#### DATA FOR THE TASK

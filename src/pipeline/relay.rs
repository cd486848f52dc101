use super::archive::Archiver;
use super::router::{EventRouter, RouteOutcome};
use crate::model::RelayEvent;
use tracing::error;

/// Entry point for inbound events: archive first, then route.
pub struct Relay {
    archiver: Archiver,
    router: EventRouter,
}

impl Relay {
    /// Combines the archive writer and the router.
    #[must_use]
    pub fn new(archiver: Archiver, router: EventRouter) -> Self {
        Self { archiver, router }
    }

    /// Handles one event. Archive failures are logged and routing continues.
    pub async fn handle(&self, event: &RelayEvent) -> RouteOutcome {
        match event {
            RelayEvent::NewMessage(msg) | RelayEvent::EditedMessage(msg) => {
                if let Err(e) = self.archiver.archive(msg).await {
                    error!(
                        message_id = msg.id,
                        chat_id = msg.chat_id,
                        error = %e,
                        "Failed to archive message"
                    );
                }
            }
            RelayEvent::DeletedMessage(_) => {}
        }

        self.router.route(event).await
    }
}
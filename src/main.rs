//! Headless demo driver for the wave surface.
//!
//! Runs the simulation under a schedule-runner app for a fixed duration,
//! raising splashes on the reference cadence and logging energy statistics.

use std::path::PathBuf;
use std::time::Duration;

use bevy::prelude::*;
use bevy_app::ScheduleRunnerPlugin;
use bevy_log::{info, LogPlugin};
use clap::Parser;

use wavefield::{load_params, WavePlugin, WavePreset, WaveSurface};

/// Ticks per second of the demo loop.
const TICKS_PER_SECOND: f64 = 60.0;

#[derive(Parser, Debug)]
#[command(version, about, long_about = None)]
struct Args {
    /// Number of grid rows.
    #[arg(long, default_value_t = 201)]
    rows: usize,

    /// Number of grid columns.
    #[arg(long, default_value_t = 201)]
    cols: usize,

    /// Named parameter preset: reference, pond, choppy or syrup.
    #[arg(short, long, default_value = "reference")]
    preset: String,

    /// RON file with wave parameters; overrides the preset and grid size.
    #[arg(short, long)]
    config: Option<PathBuf>,

    /// Seed for the splash RNG; omit for entropy seeding.
    #[arg(short, long)]
    seed: Option<u64>,

    /// How many seconds to run before exiting.
    #[arg(short, long, default_value_t = 10.0)]
    duration: f32,

    /// Seconds between energy reports.
    #[arg(long, default_value_t = 1.0)]
    report_interval: f32,
}

fn parse_preset(name: &str) -> Option<WavePreset> {
    match name.to_ascii_lowercase().as_str() {
        "reference" => Some(WavePreset::Reference),
        "pond" => Some(WavePreset::Pond),
        "choppy" => Some(WavePreset::Choppy),
        "syrup" => Some(WavePreset::Syrup),
        _ => None,
    }
}

/// Tracks the demo deadline and report cadence.
#[derive(Resource)]
struct DemoClock {
    duration: f32,
    report_interval: f32,
    next_report: f32,
}

fn main() {
    let args = Args::parse();

    if args.duration <= 0.0 || args.report_interval <= 0.0 {
        eprintln!("Error: duration and report-interval must be positive.");
        std::process::exit(1);
    }

    let params = match &args.config {
        Some(path) => match load_params(path) {
            Ok(params) => params,
            Err(err) => {
                eprintln!("Failed to load wave config {}: {err}", path.display());
                std::process::exit(1);
            }
        },
        None => match parse_preset(&args.preset) {
            Some(preset) => preset.to_params(args.rows, args.cols),
            None => {
                eprintln!(
                    "Unknown preset '{}'. Known presets: reference, pond, choppy, syrup.",
                    args.preset
                );
                std::process::exit(1);
            }
        },
    };

    if let Err(err) = params.validate() {
        eprintln!("Invalid wave parameters: {err}");
        std::process::exit(1);
    }

    App::new()
        .add_plugins(
            MinimalPlugins.set(ScheduleRunnerPlugin::run_loop(Duration::from_secs_f64(
                1.0 / TICKS_PER_SECOND,
            ))),
        )
        .add_plugins(LogPlugin::default())
        .add_plugins(WavePlugin {
            params,
            seed: args.seed,
            auto_splash: true,
        })
        .insert_resource(DemoClock {
            duration: args.duration,
            report_interval: args.report_interval,
            next_report: 0.0,
        })
        .add_systems(Startup, report_setup)
        .add_systems(Update, report_progress)
        .run();
}

fn report_setup(surface: Res<WaveSurface>) {
    let params = surface.sim.params();
    info!(
        "Simulating a {}x{} surface (dx={}, dt={}, speed={}, damping={})",
        params.rows,
        params.cols,
        params.spatial_step,
        params.time_step,
        params.speed,
        params.damping
    );
}

fn report_progress(
    time: Res<Time>,
    surface: Res<WaveSurface>,
    mut clock: ResMut<DemoClock>,
    mut exit: EventWriter<AppExit>,
) {
    let elapsed = time.elapsed_secs();

    if elapsed >= clock.next_report {
        clock.next_report += clock.report_interval;
        info!(
            "t={elapsed:.2}s steps={} energy={:.4}",
            surface.sim.steps_taken(),
            surface.sim.energy()
        );
    }

    if elapsed >= clock.duration {
        info!(
            "Done after {elapsed:.2}s: {} physics steps",
            surface.sim.steps_taken()
        );
        exit.write(AppExit::Success);
    }
}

########

Word for word, copy out the data.

TASK OUTPUT
filename src/pipeline/relay.rs
repository cd486848f52dc101
use super::archive::Archiver;
use super::router::{EventRouter, RouteOutcome};
use crate::model::RelayEvent;
use tracing::error;

/// Entry point for inbound events: archive first, then route.
pub struct Relay {
    archiver: Archiver,
    router: EventRouter,
}

impl Relay {
    /// Combines the archive writer and the router.
    #[must_use]
    pub fn new(archiver: Archiver, router: EventRouter) -> Self {
        Self { archiver, router }
    }

    /// Handles one event. Archive failures are logged and routing continues.
    pub async fn handle(&self, event: &RelayEvent) -> RouteOutcome {
        match event {
            RelayEvent::NewMessage(msg) | RelayEvent::EditedMessage(msg) => {
                if let Err(e) = self.archiver.archive(msg).await {
                    error!(
                        message_id = msg.id,
                        chat_id = msg.chat_id,
                        error = %e,
                        "Failed to archive message"
                    );
                }
            }
            RelayEvent::DeletedMessage(_) => {}
        }

        self.router.route(event).await
    }
}
filename src/main.rs
//! Headless demo driver for the wave surface.
//!
//! Runs the simulation under a schedule-runner app for a fixed duration,
//! raising splashes on the reference cadence and logging energy statistics.

use std::path::PathBuf;
use std::time::Duration;

use bevy::prelude::*;
use bevy_app::ScheduleRunnerPlugin;
use bevy_log::{info, LogPlugin};
use clap::Parser;

use wavefield::{load_params, WavePlugin, WavePreset, WaveSurface};

/// Ticks per second of the demo loop.
const TICKS_PER_SECOND: f64 = 60.0;

#[derive(Parser, Debug)]
#[command(version, about, long_about = None)]
struct Args {
    /// Number of grid rows.
    #[arg(long, default_value_t = 201)]
    rows: usize,

    /// Number of grid columns.
    #[arg(long, default_value_t = 201)]
    cols: usize,

    /// Named parameter preset: reference, pond, choppy or syrup.
    #[arg(short, long, default_value = "reference")]
    preset: String,

    /// RON file with wave parameters; overrides the preset and grid size.
    #[arg(short, long)]
    config: Option<PathBuf>,

    /// Seed for the splash RNG; omit for entropy seeding.
    #[arg(short, long)]
    seed: Option<u64>,

    /// How many seconds to run before exiting.
    #[arg(short, long, default_value_t = 10.0)]
    duration: f32,

    /// Seconds between energy reports.
    #[arg(long, default_value_t = 1.0)]
    report_interval: f32,
}

fn parse_preset(name: &str) -> Option<WavePreset> {
    match name.to_ascii_lowercase().as_str() {
        "reference" => Some(WavePreset::Reference),
        "pond" => Some(WavePreset::Pond),
        "choppy" => Some(WavePreset::Choppy),
        "syrup" => Some(WavePreset::Syrup),
        _ => None,
    }
}

/// Tracks the demo deadline and report cadence.
#[derive(Resource)]
struct DemoClock {
    duration: f32,
    report_interval: f32,
    next_report: f32,
}

fn main() {
    let args = Args::parse();

    if args.duration <= 0.0 || args.report_interval <= 0.0 {
        eprintln!("Error: duration and report-interval must be positive.");
        std::process::exit(1);
    }

    let params = match &args.config {
        Some(path) => match load_params(path) {
            Ok(params) => params,
            Err(err) => {
                eprintln!("Failed to load wave config {}: {err}", path.display());
                std::process::exit(1);
            }
        },
        None => match parse_preset(&args.preset) {
            Some(preset) => preset.to_params(args.rows, args.cols),
            None => {
                eprintln!(
                    "Unknown preset '{}'. Known presets: reference, pond, choppy, syrup.",
                    args.preset
                );
                std::process::exit(1);
            }
        },
    };

    if let Err(err) = params.validate() {
        eprintln!("Invalid wave parameters: {err}");
        std::process::exit(1);
    }

    App::new()
        .add_plugins(
            MinimalPlugins.set(ScheduleRunnerPlugin::run_loop(Duration::from_secs_f64(
                1.0 / TICKS_PER_SECOND,
            ))),
        )
        .add_plugins(LogPlugin::default())
        .add_plugins(WavePlugin {
            params,
            seed: args.seed,
            auto_splash: true,
        })
        .insert_resource(DemoClock {
            duration: args.duration,
            report_interval: args.report_interval,
            next_report: 0.0,
        })
        .add_systems(Startup, report_setup)
        .add_systems(Update, report_progress)
        .run();
}

fn report_setup(surface: Res<WaveSurface>) {
    let params = surface.sim.params();
    info!(
        "Simulating a {}x{} surface (dx={}, dt={}, speed={}, damping={})",
        params.rows,
        params.cols,
        params.spatial_step,
        params.time_step,
        params.speed,
        params.damping
    );
}

fn report_progress(
    time: Res<Time>,
    surface: Res<WaveSurface>,
    mut clock: ResMut<DemoClock>,
    mut exit: EventWriter<AppExit>,
) {
    let elapsed = time.elapsed_secs();

    if elapsed >= clock.next_report {
        clock.next_report += clock.report_interval;
        info!(
            "t={elapsed:.2}s steps={} energy={:.4}",
            surface.sim.steps_taken(),
            surface.sim.energy()
        );
    }

    if elapsed >= clock.duration {
        info!(
            "Done after {elapsed:.2}s: {} physics steps",
            surface.sim.steps_taken()
        );
        exit.write(AppExit::Success);
    }
}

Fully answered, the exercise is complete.